# Llave por codigo... (CD4071)



## steinlager (Sep 13, 2007)

Pues he montado el siguiente circuito y el mismo no me funciona... he tomado mediciones de U al presionar los pulsadores y me da 12V .pero no me activa el rele... alguien tiene idea de cual puede ser el inconveniente q evita el funcionamiento correcto?

Adjunto el esquema y el PCB para ver si alguien me puede ayudar.
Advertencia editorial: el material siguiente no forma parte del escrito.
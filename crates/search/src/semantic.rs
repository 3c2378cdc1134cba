use std::collections::HashSet;
use std::num::NonZeroUsize;
use std::path::PathBuf;
use std::sync::{Arc, Mutex, PoisonError};

use lru::LruCache;
use planbot_protocol::{Document, DocumentId, MatchResult, PotentialMatch};
use planbot_text::Preprocessor;
use planbot_vector_store::{ModelSpec, SemanticModel};

use crate::error::Result;

pub const LSA_THRESHOLD: f64 = 78.1;
pub const TFIDF_THRESHOLD: f64 = 15.0;
pub const DEFAULT_POTENTIAL_THRESHOLD: f64 = 50.0;
pub const DEFAULT_MODEL_CACHE_CAPACITY: usize = 8;

/// Loads semantic models on first use and keeps them for the lifetime of
/// the engine, keyed by their full [`ModelSpec`].
pub struct SemanticEngine {
    cache: Mutex<LruCache<ModelSpec, Arc<SemanticModel>>>,
}

impl SemanticEngine {
    #[must_use]
    pub fn new(capacity: NonZeroUsize) -> Self {
        Self {
            cache: Mutex::new(LruCache::new(capacity)),
        }
    }

    /// Cached model for `spec`, reading artifacts only on a miss. A model
    /// that fails to load is never cached.
    pub fn model(&self, spec: &ModelSpec) -> Result<Arc<SemanticModel>> {
        let mut cache = self.cache.lock().unwrap_or_else(PoisonError::into_inner);
        if let Some(model) = cache.get(spec) {
            return Ok(Arc::clone(model));
        }
        let model = Arc::new(SemanticModel::load(spec)?);
        cache.put(spec.clone(), Arc::clone(&model));
        Ok(model)
    }

    #[must_use]
    pub fn cached_models(&self) -> usize {
        self.cache
            .lock()
            .unwrap_or_else(PoisonError::into_inner)
            .len()
    }
}

impl Default for SemanticEngine {
    fn default() -> Self {
        Self::new(NonZeroUsize::new(DEFAULT_MODEL_CACHE_CAPACITY).unwrap_or(NonZeroUsize::MIN))
    }
}

impl std::fmt::Debug for SemanticEngine {
    fn fmt(&self, f: &mut std::fmt::Formatter<'_>) -> std::fmt::Result {
        f.debug_struct("SemanticEngine")
            .field("cached_models", &self.cached_models())
            .finish()
    }
}

/// Order corpus positions by descending similarity (ties keep corpus
/// order), keep the first entry per document id, and scale to 0-100.
#[must_use]
pub fn rank(ids: &[DocumentId], similarities: &[f64], documents: &[Document]) -> Vec<PotentialMatch> {
    let mut order: Vec<(usize, f64)> = similarities.iter().copied().enumerate().collect();
    order.sort_by(|a, b| b.1.total_cmp(&a.1));

    let mut seen = HashSet::new();
    order
        .into_iter()
        .filter_map(|(position, similarity)| {
            let id = ids.get(position)?;
            if !seen.insert(id.as_str()) {
                return None;
            }
            Some(PotentialMatch {
                document_id: id.clone(),
                document: documents.iter().find(|doc| &doc.id == id).cloned(),
                confidence: similarity * 100.0,
            })
        })
        .collect()
}

/// Similarity against a precomputed model. Always yields a best guess;
/// it becomes a match only above `threshold`.
#[derive(Debug, Clone, PartialEq)]
pub struct SemanticStrategy {
    pub model: ModelSpec,
    pub threshold: f64,
    pub potential_threshold: f64,
    pub preprocessor: Preprocessor,
}

impl SemanticStrategy {
    /// LSI model, calibrated threshold 78.1.
    pub fn lsa(path: impl Into<PathBuf>) -> Self {
        Self {
            model: ModelSpec::lsa(path),
            threshold: LSA_THRESHOLD,
            potential_threshold: DEFAULT_POTENTIAL_THRESHOLD,
            preprocessor: Preprocessor::with_bigrams(),
        }
    }

    /// Tf-idf model, calibrated threshold 15.
    pub fn tfidf(path: impl Into<PathBuf>) -> Self {
        Self {
            model: ModelSpec::tfidf(path),
            threshold: TFIDF_THRESHOLD,
            potential_threshold: DEFAULT_POTENTIAL_THRESHOLD,
            preprocessor: Preprocessor::with_bigrams(),
        }
    }

    #[must_use]
    pub fn with_threshold(mut self, threshold: f64) -> Self {
        self.threshold = threshold;
        self
    }

    pub fn run(
        &self,
        engine: &SemanticEngine,
        documents: &[Document],
        text: &str,
    ) -> Result<MatchResult> {
        let model = engine.model(&self.model)?;
        let tokens = self.preprocessor.preprocess(text);
        let similarities = model.score(&tokens)?;
        let ranked = rank(model.ids(), &similarities, documents);

        let Some(best) = ranked.first() else {
            log::warn!("Model '{}' produced no candidates", self.model.name);
            return Ok(MatchResult {
                potential_matches: Some(Vec::new()),
                ..MatchResult::default()
            });
        };
        log::debug!(
            "Best {} candidate {} at {:.1}",
            self.model.name,
            best.document_id,
            best.confidence
        );

        let match_id = (best.confidence > self.threshold).then(|| best.document_id.clone());
        let confidence = Some(best.confidence);
        let document = best.document.clone();
        let potential_threshold = self.potential_threshold;
        let potential_matches = ranked
            .into_iter()
            .filter(|m| m.confidence > potential_threshold)
            .collect();

        Ok(MatchResult {
            match_id,
            confidence,
            document,
            potential_matches: Some(potential_matches),
            ..MatchResult::default()
        })
    }
}

#[cfg(test)]
mod tests {
    use super::*;
    use planbot_vector_store::{
        Corpus, Dictionary, ModelBuilder, RawCluster, SimilarityIndex, Transform,
    };
    use tempfile::TempDir;

    fn corpus() -> Corpus {
        let plans = vec![
            Document::plan("1", "wealth tax", "Ultra-Millionaire Tax", "u1", "s1")
                .with_full_text("A two cent tax on fortunes above fifty million dollars."),
            Document::plan("2", "green manufacturing", "Green Manufacturing", "u2", "s2")
                .with_full_text("Invest in clean energy manufacturing and climate research."),
            Document::plan("3", "student debt", "Cancel Student Debt", "u3", "s3")
                .with_full_text("Cancel student loan debt and make college tuition free."),
        ];
        let clusters = vec![RawCluster {
            id: "c1".to_string(),
            topic: "climate change".to_string(),
            display_title: "Climate Change".to_string(),
            plan_ids: vec!["2".to_string()],
            additional_training_text: None,
        }];
        Corpus::from_parts(plans, clusters, vec![]).unwrap()
    }

    fn trained(corpus: &Corpus) -> TempDir {
        let temp = TempDir::new().unwrap();
        ModelBuilder::default().build(corpus).unwrap().save(temp.path()).unwrap();
        temp
    }

    #[test]
    fn ranking_dedups_and_keeps_corpus_order_on_ties() {
        let ids: Vec<DocumentId> = ["a", "b", "a", "c"].map(String::from).to_vec();
        let ranked = rank(&ids, &[0.5, 0.9, 0.95, 0.5], &[]);
        let order: Vec<&str> = ranked.iter().map(|m| m.document_id.as_str()).collect();
        assert_eq!(order, vec!["a", "b", "c"]);
        assert!((ranked[0].confidence - 95.0).abs() < 1e-9);
        assert!(ranked[0].document.is_none());
    }

    #[test]
    fn engine_loads_each_spec_once() {
        let corpus = corpus();
        let dir = trained(&corpus);
        let engine = SemanticEngine::default();
        let spec = ModelSpec::tfidf(dir.path());

        let first = engine.model(&spec).unwrap();
        let second = engine.model(&spec).unwrap();
        assert!(Arc::ptr_eq(&first, &second));
        assert_eq!(engine.cached_models(), 1);

        engine.model(&ModelSpec::lsa(dir.path())).unwrap();
        assert_eq!(engine.cached_models(), 2);
    }

    #[test]
    fn failed_load_is_not_cached() {
        let temp = TempDir::new().unwrap();
        let engine = SemanticEngine::default();
        assert!(engine.model(&ModelSpec::lsa(temp.path())).is_err());
        assert_eq!(engine.cached_models(), 0);
    }

    #[test]
    fn tfidf_strategy_matches_and_suggests() {
        let corpus = corpus();
        let dir = trained(&corpus);
        let engine = SemanticEngine::default();
        let strategy = SemanticStrategy::tfidf(dir.path());

        let result = strategy
            .run(&engine, corpus.documents(), "cancel my student loans")
            .unwrap();
        assert_eq!(result.match_id.as_deref(), Some("3"));
        assert_eq!(result.document.as_ref().map(|d| d.id.as_str()), Some("3"));
        let potentials = result.potential_matches();
        assert!(potentials.iter().all(|m| m.confidence > DEFAULT_POTENTIAL_THRESHOLD));
        assert!(potentials.windows(2).all(|w| w[0].confidence >= w[1].confidence));
    }

    #[test]
    fn unrelated_text_is_not_a_match() {
        let corpus = corpus();
        let dir = trained(&corpus);
        let engine = SemanticEngine::default();
        let result = SemanticStrategy::lsa(dir.path())
            .run(&engine, corpus.documents(), "zebra xylophone")
            .unwrap();
        assert!(result.match_id.is_none());
        assert_eq!(result.confidence, Some(0.0));
        assert!(result.potential_matches().is_empty());
    }

    #[test]
    fn empty_model_yields_empty_result() {
        let temp = TempDir::new().unwrap();
        let dictionary = Dictionary::fit(&[]);
        let transform = Transform::tfidf(&dictionary);
        let index = SimilarityIndex::from_vectors(0, &[]).unwrap();
        SemanticModel::new(vec![], dictionary, transform, index)
            .unwrap()
            .save(temp.path(), "tfidf")
            .unwrap();

        let result = SemanticStrategy::tfidf(temp.path())
            .run(&SemanticEngine::default(), &[], "anything")
            .unwrap();
        assert!(result.match_id.is_none());
        assert_eq!(result.potential_matches, Some(Vec::new()));
    }
}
Q otras mediciones puedo hacer....???


----------



## steinlager (Sep 14, 2007)

Ya esta solucionado... si quieren pueden cerrar el hilo... me falto la pista q une el emisor a "+"


----------



## anthony123 (Sep 14, 2007)

steinlager que programa utilizas?? me puedes pasar el link para descargarlo??


----------



## ramtronico (Oct 8, 2011)

Hola q tal steinlager soy nuevo en electronica y hace poco no mucho me inscribi al foro y asi viendo lo q tien esta pagina vi este tu circuito y me parece muy interesante me gustaria implementarlo pero dime en tu diagrama observo 4 pulsadores una pregunta cada pulsador corresponde  aun codigo cual es el codigo o como hago para poder activar al rele por favor me puedes explicar ademas creo el c.i  4071  no es un circuito integrado programable o si lo es bueno ps ojala me puedas responder a mi duda lo mas pronto posible si es q puedieras como hago pÀra activar el rele


----------



## fernandob (Oct 8, 2011)

cd 4071 .no son compuertas esas ????

en realidad para analizar un poquito  /entender ese circuito y ver asi si es mas o menso util /seguro alguien tendria que poner el circuito, pero con simbolos, no asi con el integradito .

un saludo


----------



## D@rkbytes (Oct 9, 2011)

Saludos. Aqui les dejo el diagrama del circuito.
Yo no le veo nada de utilidad a medida de seguridad.
Pero para fines didacticos esta bien.
Si se dan cuenta a simple vista podran notar que con solo seguir una secuencia
se activara el relevador, así que presionando todos los botones
de todos modos se activara el relevador 

Bueno, hay estudienlo...
PD. Ya se fijarón que el post es del 2007 ?
BYE4NOW


----------



## fernandob (Oct 9, 2011)

que grande, te tomaste un rato para pasarlo


----------



## germanmunozs (Abr 21, 2012)

tienes a mano el patillaje del transistor BC327? muchas gracias


----------



## fernandob (Abr 21, 2012)

ese esquema es bastante porqueria, no necesitas la secuencia, con apretar lso 4 pulsadores al la vez, o ponerte a toquetear los 4 correctos  ya dispara.
NO es necesario la secuencia .

un poco mas serio es uno que anda por ahi con el 4013.


----------



## germanmunozs (Abr 21, 2012)

podrias ponerme el circuito,por favor?
muchas gracias


----------



## germanmunozs (Abr 23, 2012)

Pero si haces un circuito biestable r-s,que cuando pulses el pulsador que haga la funcion "set",este active un rele que desactive el circuito que anteriormente habeis nombrado.
Solamente tendrias que ponerle el pulsador "set"junto con los demas,asi no podras pulsarlos todos a la vez.


----------



## germanmunozs (May 10, 2012)

tambien puedes hacer esto para evitar que si pulsas todos a la vez re active el relé


----------